Riceviamo e pubblichiamo il comunicato a firma di Matteo e Carlo Castiglioni, in merito alle vicende giudiziarie che li hanno visti coinvolti negli ultimi anni. In particolare sottolineano come sia caduta per entrambi l’accusa che ritengono più grave di riciclaggio (più precisamente autoriciclaggio, ndr). Matteo Castiglioni è stato condannato in via definitiva per frode fiscale mentre Carlo, condannato per lo stesso reato, ha annunciato che ricorrerà in appello.

 

L’architetto Carlo Castiglioni ed il dottor Matteo Castiglioni ritengono opportuno, attesa la decisione del Tribunale di Busto Arsizio, esprimere la loro soddisfazione, seppure parziale, per l’esito di una vicenda processuale che in questi ultimi cinque anni ha fortemente condizionato la loro vita personale oltre che professionale.
Quest’ultima sentenza ha chiarito, ribadendo l’esito assolutorio già anticipato dalla Corte di Cassazione in altro processo, che l’accusa di riciclaggio è del tutto priva di fondamento.

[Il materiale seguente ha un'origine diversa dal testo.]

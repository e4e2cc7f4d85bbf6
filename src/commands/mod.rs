mod distribute;
mod logs;
mod probe;
mod provision;
mod setup;
mod start;
mod status;
mod stop;

pub use distribute::{run_distribute, DistributeArgs};
pub use logs::run_logs;
pub use probe::run_probe;
pub use provision::run_provision;
pub use setup::run_setup;
pub use start::run_start;
pub use status::run_status;
pub use stop::run_stop;

use crate::output::UserOutput;
use service_provisioner::credential::{read_secret_line, CredentialKey, Secret};
use service_provisioner::prompt::Prompter;
use service_provisioner::service::BatchReport;
use std::fmt::Display;

/// The secret from stdin (`--password-stdin`) or the masked prompt.
fn read_secret(
    password_stdin: bool,
    prompter: &dyn Prompter,
    key: &CredentialKey,
) -> service_provisioner::Result<Secret> {
    if password_stdin {
        read_secret_line(std::io::stdin().lock())
    } else {
        prompter.secret(&format!("Password for {}", key))
    }
}

/// Print one line per service, then turn failures into the command's error.
///
/// With a single service the error itself is returned so `main` prints it
/// once, with its own hint.
fn finish_batch<T: Display>(report: BatchReport<T>, out: &dyn UserOutput) -> anyhow::Result<()> {
    let single = report.results.len() == 1;
    let failure = report.failure();

    for entry in report.results {
        match entry.result {
            Ok(outcome) => out.success(&format!("{}: {}", entry.service, outcome)),
            Err(e) if single => return Err(e.into()),
            Err(e) => out.error(&format!("{}: {}", entry.service, e.with_suggestion())),
        }
    }

    match failure {
        Some(e) => Err(e.into()),
        None => Ok(()),
    }
}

Si tratta di un riconoscimento di fondamentale importanza, morale e giudiziaria: l’imputazione più grave, quella che avrebbe potuto condizionare l’attività di un’impresa industriale che da decenni opera in termini di irreprensibile correttezza, si è rivelata inconsistente sul piano storico ed oggettivo.
Analogamente è a dirsi dell’imputazione relativa all’infedeltà delle dichiarazioni tributarie: anche questa accusa infondata.

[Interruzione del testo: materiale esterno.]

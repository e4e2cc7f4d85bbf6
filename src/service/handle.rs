use crate::error::{Error, Result};
use crate::files::{remove_if_exists, write_atomic};
use chrono::{DateTime, Utc};
use std::fs;
use std::path::Path;

/// A launched service process, as recorded in its pid file.
#[derive(Debug, Clone, PartialEq, Eq)]
pub struct ProcessHandle {
    pub service_name: String,
    pub pid: u32,
    /// When the pid file was written.
    pub start_time: DateTime<Utc>,
}

/// What was found at a service's pid path.
#[derive(Debug, Clone, PartialEq, Eq)]
pub enum HandleFile {
    Missing,
    Valid(ProcessHandle),
    /// The file exists but does not hold a pid.
    Corrupt(String),
}

impl ProcessHandle {
    pub fn read(service_name: &str, path: &Path) -> Result<HandleFile> {
        let content = match fs::read_to_string(path) {
            Ok(content) => content,
            Err(e) if e.kind() == std::io::ErrorKind::NotFound => return Ok(HandleFile::Missing),
            Err(e) => {
                return Err(Error::Filesystem(format!(
                    "Cannot read pid file '{}': {}",
                    path.display(),
                    e
                )))
            }
        };

        let Ok(pid) = content.trim().parse::<u32>() else {
            return Ok(HandleFile::Corrupt(content.trim().to_string()));
        };

        let start_time = fs::metadata(path)
            .and_then(|m| m.modified())
            .map(DateTime::<Utc>::from)
            .unwrap_or_else(|_| Utc::now());

        Ok(HandleFile::Valid(ProcessHandle {
            service_name: service_name.to_string(),
            pid,
            start_time,
        }))
    }

    /// Persist `pid` for `service_name`, creating the logs directory if needed.
    pub fn write(service_name: &str, pid: u32, path: &Path) -> Result<ProcessHandle> {
        if let Some(parent) = path.parent() {
            fs::create_dir_all(parent)?;
        }
        write_atomic(path, &format!("{}\n", pid), None)?;
        tracing::debug!("Wrote pid {} for '{}' to {}", pid, service_name, path.display());
        Ok(ProcessHandle {
            service_name: service_name.to_string(),
            pid,
            start_time: Utc::now(),
        })
    }

    pub fn remove(path: &Path) -> Result<()> {
        remove_if_exists(path)
    }
}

Se nessuna compromissione dell’attività si è verificata, ciò è anche conseguenza della fiducia di amici, conoscenti, collaboratori, dipendenti e clienti che, in questi anni, ci sono stati vicini ed hanno creduto nella nostra buona fede.
Si tratta del doveroso ridimensionamento di una vicenda che ha solo risvolti fiscali, peraltro già da tempo definiti con accordi intervenuti con l’Agenzia delle Entrate addirittura prima dell’arresto del dott. Matteo Castiglioni.
Misura quest’ultima evidentemente macroscopicamente sproporzionata.
La soddisfazione, come premesso, è solo parziale, posto che per l’asserita utilizzazione di fatture per operazioni inesistenti, è stata pronunciata una condanna ad una pena sospesa.
Ovviamente contro questa decisione, rivelatasi infondata, secondo quanto dichiarato dai numerosi testimoni che sono stati sentiti, verrà presentato appello.
L’architetto Carlo Castiglioni ed il dottor Matteo Castiglioni hanno sempre confidato nella Giustizia e sono convinti che anche questa marginale accusa verrà chiarita.
Auspicano ora di tornare presto alla normalità ottenendo anche la materiale restituzione dei loro beni entro un ragionevole termine. Cosa che fino ad ora non è avvenuta per il dott. Matteo Castiglioni che da oltre 9 mesi attende la completa restituzione di quanto sequestrato.